(What needs to be done) Repeat exactly the lines from the start of the entries below through the line containing "String, case_sensitive: bool". Omit the rest.

☆ ☆ ☆ ☆ ☆

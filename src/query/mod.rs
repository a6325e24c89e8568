//! Query documents and the builder that assembles them.

pub mod builder;
pub mod types;

pub use builder::QueryBuilder;
pub use types::{
    GroupByQuery, Query, ScanQuery, SearchQuery, SearchSort, SegmentMetadataQuery, TimeBoundary,
    TimeBoundaryQuery, TimeseriesQuery, TopNMetric, TopNQuery,
};
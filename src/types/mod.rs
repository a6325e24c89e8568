//! Value types: closed enums and time intervals.

pub mod enums;
pub mod interval;

pub use enums::{
    ArithmeticFunction, BoundOperator, DataType, Granularity, JoinType, OrderByDirection,
    ScanOrder, ScanResultFormat, SortingOrder,
};
pub use interval::{Interval, IntervalBound, IntervalFormat};
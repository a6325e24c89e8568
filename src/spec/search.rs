//! Search query specs, used by search filters, search queries and the
//! `searchQuery` extraction function.

use serde::ser::SerializeMap;
use serde::{Serialize, Serializer};

/// What to search for: one value or a list of fragments.
#[derive(Debug, Clone, PartialEq, Eq)]
pub enum SearchInput {
    Single(String),
    Many(Vec<String>),
}

impl From<&str> for SearchInput {
    fn from(value: &str) -> Self {
        SearchInput::Single(value.to_string())
    }
}

impl From<String> for SearchInput {
    fn from(value: String) -> Self {
        SearchInput::Single(value)
    }
}

impl From<Vec<String>> for SearchInput {
    fn from(values: Vec<String>) -> Self {
        SearchInput::Many(values)
    }
}

impl From<Vec<&str>> for SearchInput {
    fn from(values: Vec<&str>) -> Self {
        SearchInput::Many(values.into_iter().map(String::from).collect())
    }
}

/// A search query spec.
#[derive(Debug, Clone, PartialEq, Eq)]
pub enum SearchQuerySpec {
    /// Matches when the value contains the given string.
    Contains { value: String, case_sensitive: bool },
    /// Matches when the value contains every fragment.
    Fragment {
        values: Vec<String>,
        case_sensitive: bool,
    },
    /// Matches a regular expression.
    Regex { pattern: String },
}

impl SearchQuerySpec {
    pub fn contains(value: impl Into<String>, case_sensitive: bool) -> Self {
        SearchQuerySpec::Contains {
            value: value.into(),
            case_sensitive,
        }
    }

    pub fn fragment<I, S>(values: I, case_sensitive: bool) -> Self
    where
        I: IntoIterator<Item = S>,
        S: Into<String>,
    {
        SearchQuerySpec::Fragment {
            values: values.into_iter().map(Into::into).collect(),
            case_sensitive,
        }
    }

    pub fn regex(pattern: impl Into<String>) -> Self {
        SearchQuerySpec::Regex {
            pattern: pattern.into(),
        }
    }

    /// A list input searches fragments, a single value searches `contains`.
    pub fn from_input(input: impl Into<SearchInput>, case_sensitive: bool) -> Self {
        match input.into() {
            SearchInput::Single(value) => Self::contains(value, case_sensitive),
            SearchInput::Many(values) => Self::fragment(values, case_sensitive),
        }
    }
}

impl Serialize for SearchQuerySpec {
    fn serialize<S: Serializer>(&self, serializer: S) -> Result<S::Ok, S::Error> {
        let mut map = serializer.serialize_map(None)?;
        match self {
            SearchQuerySpec::Contains {
                value,
                case_sensitive: true,
            } => {
                map.serialize_entry("type", "contains")?;
                map.serialize_entry("value", value)?;
                map.serialize_entry("caseSensitive", &true)?;
            }
            SearchQuerySpec::Contains {
                value,
                case_sensitive: false,
            } => {
                map.serialize_entry("type", "insensitive_contains")?;
                map.serialize_entry("value", value)?;
            }
            SearchQuerySpec::Fragment {
                values,
                case_sensitive,
            } => {
                map.serialize_entry("type", "fragment")?;
                map.serialize_entry("values", values)?;
                map.serialize_entry("caseSensitive", case_sensitive)?;
            }
            SearchQuerySpec::Regex { pattern } => {
                map.serialize_entry("type", "regex")?;
                map.serialize_entry("pattern", pattern)?;
            }
        }
        map.end()
    }
}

☆ ☆ ☆ ☆ ☆

(Response box)
filename src/query/mod.rs
repository a6325e24c89e8568
//! Query documents and the builder that assembles them.

pub mod builder;
pub mod types;

pub use builder::QueryBuilder;
pub use types::{
    GroupByQuery, Query, ScanQuery, SearchQuery, SearchSort, SegmentMetadataQuery, TimeBoundary,
    TimeBoundaryQuery, TimeseriesQuery, TopNMetric, TopNQuery,
};
filename src/types/mod.rs
repository a6325e24c89e8568
//! Value types: closed enums and time intervals.

pub mod enums;
pub mod interval;

pub use enums::{
    ArithmeticFunction, BoundOperator, DataType, Granularity, JoinType, OrderByDirection,
    ScanOrder, ScanResultFormat, SortingOrder,
};
pub use interval::{Interval, IntervalBound, IntervalFormat};
repository a6325e24c89e8568
filename src/spec/search.rs
//! Search query specs, used by search filters, search queries and the
//! `searchQuery` extraction function.

use serde::ser::SerializeMap;
use serde::{Serialize, Serializer};

/// What to search for: one value or a list of fragments.
#[derive(Debug, Clone, PartialEq, Eq)]
pub enum SearchInput {
    Single(String),
    Many(Vec<String>),
}

impl From<&str> for SearchInput {
    fn from(value: &str) -> Self {
        SearchInput::Single(value.to_string())
    }
}

impl From<String> for SearchInput {
    fn from(value: String) -> Self {
        SearchInput::Single(value)
    }
}

impl From<Vec<String>> for SearchInput {
    fn from(values: Vec<String>) -> Self {
        SearchInput::Many(values)
    }
}

impl From<Vec<&str>> for SearchInput {
    fn from(values: Vec<&str>) -> Self {
        SearchInput::Many(values.into_iter().map(String::from).collect())
    }
}

/// A search query spec.
#[derive(Debug, Clone, PartialEq, Eq)]
pub enum SearchQuerySpec {
    /// Matches when the value contains the given string.
    Contains { value: String, case_sensitive: bool },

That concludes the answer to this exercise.